Откуда он приплыл  - не ясно. Вроде на практику приехал с другого конца области. Где учится – говорил, но теперь уже не вспомнить. Да оно мне надо? Приехал и приехал. Сразу пошёл людей искать. В компании двигаться, понятно, веселей, да и для «чернухи» кислый нужен. Хотя на худой конец, можно на крови или аспирине сварить. Но это уже фигня -  трясти будет так, что половину кайфа пропустишь.  Короче ханку кислым не испортишь – народная наркоманская мудрость. Правда, внутри своего круга мы это тупое слово «наркоман» не любим. Это чужой может сказать, или новичок. Обычно же говорят «камрады», «люди», «те, кто в курсе». Чё то меня понесло в сторону от темы. В общем, пришли они ко мне за «кислым».

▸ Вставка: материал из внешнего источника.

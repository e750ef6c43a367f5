use crate::back::asm::{self, OpKind};
use crate::back::codegen;
use crate::back::machine::Reg;
use crate::front;
use crate::front::sym::Tables;
use crate::middle::lower;

fn compile_asm(src: &str) -> (asm::Program, Tables) {
    let mut unit = front::check("test.c", src).expect("front end should accept the program");
    let tac = lower(&unit.program, &mut unit.tables).expect("lowering should succeed");
    let asm = codegen(&tac, &unit.tables).expect("codegen should succeed");
    (asm, unit.tables)
}

fn compile_text(src: &str) -> String {
    crate::compile("test.c", src).expect("compilation should succeed")
}

const SAMPLE: &str = "int square(int x) { return x * x; }\n\
                      int g = 3;\n\
                      int main(void) {\n\
                          int a[2] = {1, 2};\n\
                          int *p = a;\n\
                          if (g > 1) return square(a[0] + p[1]);\n\
                          return 0;\n\
                      }";

#[test]
fn no_pseudo_operand_survives_the_rewrite() {
    let (mut asm, _) = compile_asm(SAMPLE);
    for item in &mut asm.items {
        let asm::TopLevel::Func { name, body, .. } = item else {
            continue;
        };
        for insn in body {
            for op in insn.operands_mut() {
                assert!(!op.is_pseudo(), "pseudo operand left in {name}: {op:?}");
            }
        }
    }
}

#[test]
fn frame_size_is_the_deepest_allocated_slot() {
    let (asm, _) = compile_asm(SAMPLE);
    for item in &asm.items {
        let asm::TopLevel::Func {
            frame_size, locals, ..
        } = item
        else {
            continue;
        };
        let deepest = locals.iter().map(|(_, off)| -off).max().unwrap_or(0);
        assert_eq!(*frame_size as i32, deepest);
    }
}

#[test]
fn locals_are_word_aligned_below_the_base_pointer() {
    let (asm, _) = compile_asm(SAMPLE);
    for item in &asm.items {
        let asm::TopLevel::Func { locals, .. } = item else {
            continue;
        };
        for (name, off) in locals {
            assert!(*off < 0, "local {name} above the base pointer");
            assert_eq!(off % 4, 0, "local {name} misaligned at {off}");
        }
    }
}

#[test]
fn first_eight_arguments_go_to_registers_rest_to_the_stack() {
    let src = "int sum10(int a, int b, int c, int d, int e, int f, int g, int h, int i, int j) {\n\
                   return a + b + c + d + e + f + g + h + i + j;\n\
               }\n\
               int main(void) { return sum10(1, 2, 3, 4, 5, 6, 7, 8, 9, 10); }";
    let (asm, _) = compile_asm(src);
    let main = asm
        .items
        .iter()
        .find_map(|i| match i {
            asm::TopLevel::Func { name, body, .. } if name.as_str() == "main" => Some(body),
            _ => None,
        })
        .expect("main should be lowered");
    let call_at = main
        .iter()
        .position(|i| matches!(i, asm::Instruction::Call(n) if n.as_str() == "sum10"))
        .expect("main calls sum10");
    let before = &main[..call_at];
    for reg in [Reg::R1, Reg::R2, Reg::R3, Reg::R4, Reg::R5, Reg::R6, Reg::R7, Reg::R8] {
        assert!(
            before.iter().any(|i| matches!(i,
                asm::Instruction::Mov { dst, .. } if dst.kind == OpKind::Reg(reg))),
            "argument register {reg} not loaded"
        );
    }
    let pushes = before
        .iter()
        .filter(|i| matches!(i, asm::Instruction::Push(_)))
        .count();
    assert_eq!(pushes, 2, "two arguments go to the stack");
    // The caller releases the pushed slots right after the call.
    assert!(
        matches!(
            &main[call_at + 1],
            asm::Instruction::Binary { dst, src2, .. }
                if dst.kind == OpKind::Reg(Reg::Sp) && src2.kind == OpKind::Lit(8)
        ),
        "stack arguments are not released after the call"
    );
}

#[test]
fn incoming_stack_arguments_are_read_above_the_saved_registers() {
    let src = "int pick(int a, int b, int c, int d, int e, int f, int g, int h, int i, int j) { return j; }\n\
               int main(void) { return pick(0, 0, 0, 0, 0, 0, 0, 0, 0, 7); }";
    let (asm, _) = compile_asm(src);
    let pick = asm
        .items
        .iter()
        .find_map(|i| match i {
            asm::TopLevel::Func { name, body, .. } if name.as_str() == "pick" => Some(body),
            _ => None,
        })
        .expect("pick should be lowered");
    // Argument 8 lives at [bp, 8], argument 9 at [bp, 12].
    assert!(pick.iter().any(|i| matches!(i,
        asm::Instruction::Mov { src, .. } if src.kind == OpKind::Memory(Reg::Bp, 8))));
    assert!(pick.iter().any(|i| matches!(i,
        asm::Instruction::Mov { src, .. } if src.kind == OpKind::Memory(Reg::Bp, 12))));
}

#[test]
fn prologue_and_epilogue_frame_the_function() {
    let text = compile_text("int main(void) { return 7; }");
    let lines: Vec<&str> = text.lines().collect();
    let at = lines
        .iter()
        .position(|l| *l == "main:")
        .expect("main label should be printed");
    assert_eq!(lines[at + 1], "    # Function Prologue");
    // The first source-line marker is duplicated into the prologue; skip
    // comment lines before checking the register saves.
    let body: Vec<&str> = lines[at + 2..]
        .iter()
        .copied()
        .filter(|l| !l.trim_start().starts_with('#'))
        .collect();
    let expected = [
        "    swa ra, sp, -4",
        "    swa bp, sp, -8",
        "    subi sp, sp, 8",
        "    mov bp, sp",
    ];
    for (i, want) in expected.iter().enumerate() {
        assert_eq!(&body[i], want);
    }
    for want in [
        "    mov sp, bp",
        "    lwa ra, bp, 4",
        "    lwa bp, bp, 0",
        "    addi sp, sp, 8",
        "    ret",
    ] {
        assert!(text.contains(want), "missing epilogue line: {want}");
    }
}

#[test]
fn conditional_jumps_expand_to_a_skip_sequence() {
    let text = compile_text("int main(void) { int x = 1; if (x) return 2; return 3; }");
    // `CondJump E` inverts to a `bne` over the two-instruction absolute
    // jump.
    let lines: Vec<&str> = text.lines().map(|l| l.trim()).collect();
    let at = lines
        .iter()
        .position(|l| l.starts_with("bne "))
        .expect("inverted short branch should be emitted");
    assert_eq!(lines[at], "bne 2");
    assert!(lines[at + 1].starts_with("movi r9, main."));
    assert_eq!(lines[at + 2], "br r0, r9");
}

#[test]
fn multiplication_division_and_shifts_call_runtime_helpers() {
    let text = compile_text(
        "unsigned u(unsigned a, unsigned b) { return a * b + a / b + a % b + (a << b) + (a >> b); }\n\
         int s(int a, int b) { return a * b + a / b + a % b + (a << b) + (a >> b); }\n\
         int main(void) { return s(6, 3) + (int)u(6, 3); }",
    );
    for helper in [
        "call smul",
        "call sdiv",
        "call smod",
        "call sleft_shift",
        "call sright_shift",
        "call umul",
        "call udiv",
        "call umod",
        "call uleft_shift",
        "call uright_shift",
    ] {
        assert!(text.contains(helper), "missing helper call: {helper}");
    }
}

#[test]
fn compares_subtract_into_the_zero_register() {
    let text = compile_text("int main(void) { int a = 1; return a < 2; }");
    assert!(text.contains("sub r0, r9, r10"));
}

#[test]
fn static_data_emits_byte_accurate_directives() {
    let text = compile_text(
        "int data[4] = {1, 2};\n\
         static short small = 3;\n\
         char tag = 'x';\n\
         int main(void) { return data[0] + small + tag; }",
    );
    assert!(text.contains(".section data"));
    assert!(text.contains(".global data\n.align 4\ndata:\n.fill 1, 4, 1\n.fill 1, 4, 2\n.space 8"));
    // `small` has internal linkage: aligned and labeled but not global.
    assert!(!text.contains(".global small"));
    assert!(text.contains(".align 2\nsmall"));
    assert!(text.contains(".fill 1, 2, 3"));
    assert!(text.contains(&format!(".fill 1, 1, {}", 'x' as u32)));
}

#[test]
fn string_constants_emit_byte_fills_with_terminator() {
    let text = compile_text("int main(void) { char *s = \"ab\"; return s[0]; }");
    assert!(text.contains(&format!(".fill 1, 1, {}\n.fill 1, 1, {}\n.space 1", b'a', b'b')));
}

#[test]
fn taking_the_address_of_a_global_uses_the_pc_trick() {
    let text = compile_text("int g; int main(void) { int *p = &g; return *p; }");
    let lines: Vec<&str> = text.lines().map(|l| l.trim()).collect();
    let at = lines
        .iter()
        .position(|l| *l == "movi r9, g")
        .expect("the data address should be loaded pc-relative");
    assert_eq!(lines[at + 1], "br r10, r0");
    assert_eq!(lines[at + 2], "add r9, r9, r10");
}

#[test]
fn function_pointer_calls_go_through_a_register() {
    let text = compile_text(
        "int inc(int x) { return x + 1; }\n\
         int main(void) { int (*p)(int) = inc; return (*p)(41); }",
    );
    assert!(text.contains("callr r9"));
    // Materializing `inc` uses the same pc-relative address computation.
    assert!(text.contains("movi r9, inc"));
}

#[test]
fn static_pointer_cells_name_their_referents() {
    let text = compile_text(
        "int inc(int x) { return x + 1; }\n\
         int (*table[1])(int) = {inc};\n\
         int main(void) { return table[0](41); }",
    );
    assert!(text.contains(".fill 1, 4, inc"));
}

Я – Аптекарь. На нашем жаргоне авторитетный парень, у которого всегда есть чем грамотно ужалиться. Ну, ещё бы – три курса фармфакультета за плечами.  И вдобавок почти пятилитровая бутыль 96% уксусного ангидрида – наследство от бабушки. У кого при себе «двадцатка» кислого – может считать себя состоятельным человеком. А тут пять литров. Да, хорошее наследство мне оставила бабуля. Она у меня долгое время заведовала складом в больнице, и за  годы беспорочной службы натырила полный гараж всяких колес и прочей муйни. Собственно с её наследства и началась моя аптекарская карьера. Пришёл я после похорон гараж разбирать, а там всего навалом. Выкидывать вроде жалко. Продать кому? Тут то и состоялось  знакомство с Батоном. Вообще то, Батон лишь первая часть его кликухи. Полностью его величают Батон белого, что в приблизительном переводе «доза героина». Ну а для друзей он просто Батон. Великодушный и бескорыстный парень, душа общества, когда ужаленный. В другое время лучше к нему не обращаться  - толку мало. Он меня в первый раз и кинул: машину-двадцатку кислого по моей просьбе продал, но в пять раз дороже, чем мне насвистел. Разницу, естественно, себе в карман положил. Вернее, в баян. Я тогда ещё цен толком не знал, купился. С этого и началась наша многолетняя дружба. Первый раз прощается. Зато я в другой раз его по приколу с пацанами отбуцкал, когда он на точку больше себе  из общей кружки намерял. Но побили Батона не сильно – дружбан все же. Недельку отлежался – и вон, как огурчик. Зелёный.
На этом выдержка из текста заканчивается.